それは、普通の将軍とは違う恐ろしさだった。
「敵より味方にいた方が怖いってか」
「そういうこと」
時雨は笑う。
その笑顔がまた怖い。
愛紗は静かに時雨を見る。
「……少しは反省しろ」
「あ?」
「お前のやり方は確かに合理的だ。
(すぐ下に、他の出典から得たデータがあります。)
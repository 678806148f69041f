//! Retry error types and the retryability seam.

use thiserror::Error;

// == Retryable ==
/// Classifies a failure as transient (worth retrying) or not.
pub trait Retryable {
    fn is_retryable(&self) -> bool;
}

// == Retry Error ==
/// Final outcome of a retry loop that did not succeed.
///
/// `Exhausted` and `Rejected` are kept apart so callers can tell a backend
/// that never came up from a request that was refused outright.
#[derive(Error, Debug)]
pub enum RetryError<E: std::error::Error + 'static> {
    /// Every allowed attempt failed with a retryable error
    #[error("failed after {attempts} attempts: {source}")]
    Exhausted {
        attempts: u32,
        #[source]
        source: E,
    },

    /// A non-retryable error ended the loop
    #[error("{source}")]
    Rejected {
        attempt: u32,
        #[source]
        source: E,
    },

    /// Cancellation was requested before the loop finished
    #[error("cancelled after {attempts} attempts")]
    Cancelled { attempts: u32, last_error: Option<E> },
}

impl<E: std::error::Error + 'static> RetryError<E> {
    /// Number of invocations made before the loop ended.
    pub fn attempts(&self) -> u32 {
        match self {
            RetryError::Exhausted { attempts, .. } => *attempts,
            RetryError::Rejected { attempt, .. } => *attempt,
            RetryError::Cancelled { attempts, .. } => *attempts,
        }
    }
}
だが」
愛紗は真っ直ぐ言う。
「人としてどうかと思う」
時雨は少し黙る。
そして。
「知ってる」
あっさりだった。
愛紗が眉を顰める。
「なら何故」
「乱世だから」
時雨は空を見る。
「綺麗事だけで勝てるなら、誰も苦労しねぇよ」
低い声だった。
そこには、妙な重みがあった。
「俺は英雄じゃねぇ」
「……」
「賊だ」
だから。
使えるものは全部使う。
汚名も恐怖も利用する。
生き残るために。
愛紗は言葉を失った。
否定はできない。
だが。
納得もしたくなかった。
「時雨さん」
桃香が小さく呼ぶ。
「ん?」
「それでも……皆、怖がってるよ」
時雨は少し笑う。
「だろうな」
「平気なの?」
「別に」
時雨は肩を竦める。
「好かれるために戦ってねぇし」
その言葉は。
どこか寂しく聞こえた。
星は静かに目を細める。
この男は。
最初から嫌われ役を受け入れている。
誰かがやらなければならない“汚れ”を、自分で背負っている。
それが正しいかは分からない。
だが。
時雨自身は、もう戻れないところまで来ていた。
夜。
陣営の外。
時雨は一人で酒を飲んでいた。
風が冷たい。
「ここにいたか」
星だった。
時雨は視線だけ向ける。
「何だ」
「少し気になってな」
星は隣へ座る。
「落ち込んでいるかと思った」
「誰が」
「お前が」
時雨は吹き出した。
「ねぇよ」
「だろうな」
星も少し笑う。
しばらく沈黙。
遠くでは兵たちの笑い声が聞こえる。
「だが」
星が静かに言う。
「お前、少しやりすぎたぞ」
「知ってる」
「……」
「でも後悔はしてねぇ」
赤い目が夜空を見る。
「勝ったからな」
それが全て。
乱世では、勝者だけが生き残る。
そして。
黒山の狼は、まだ牙を隠す気は無かった。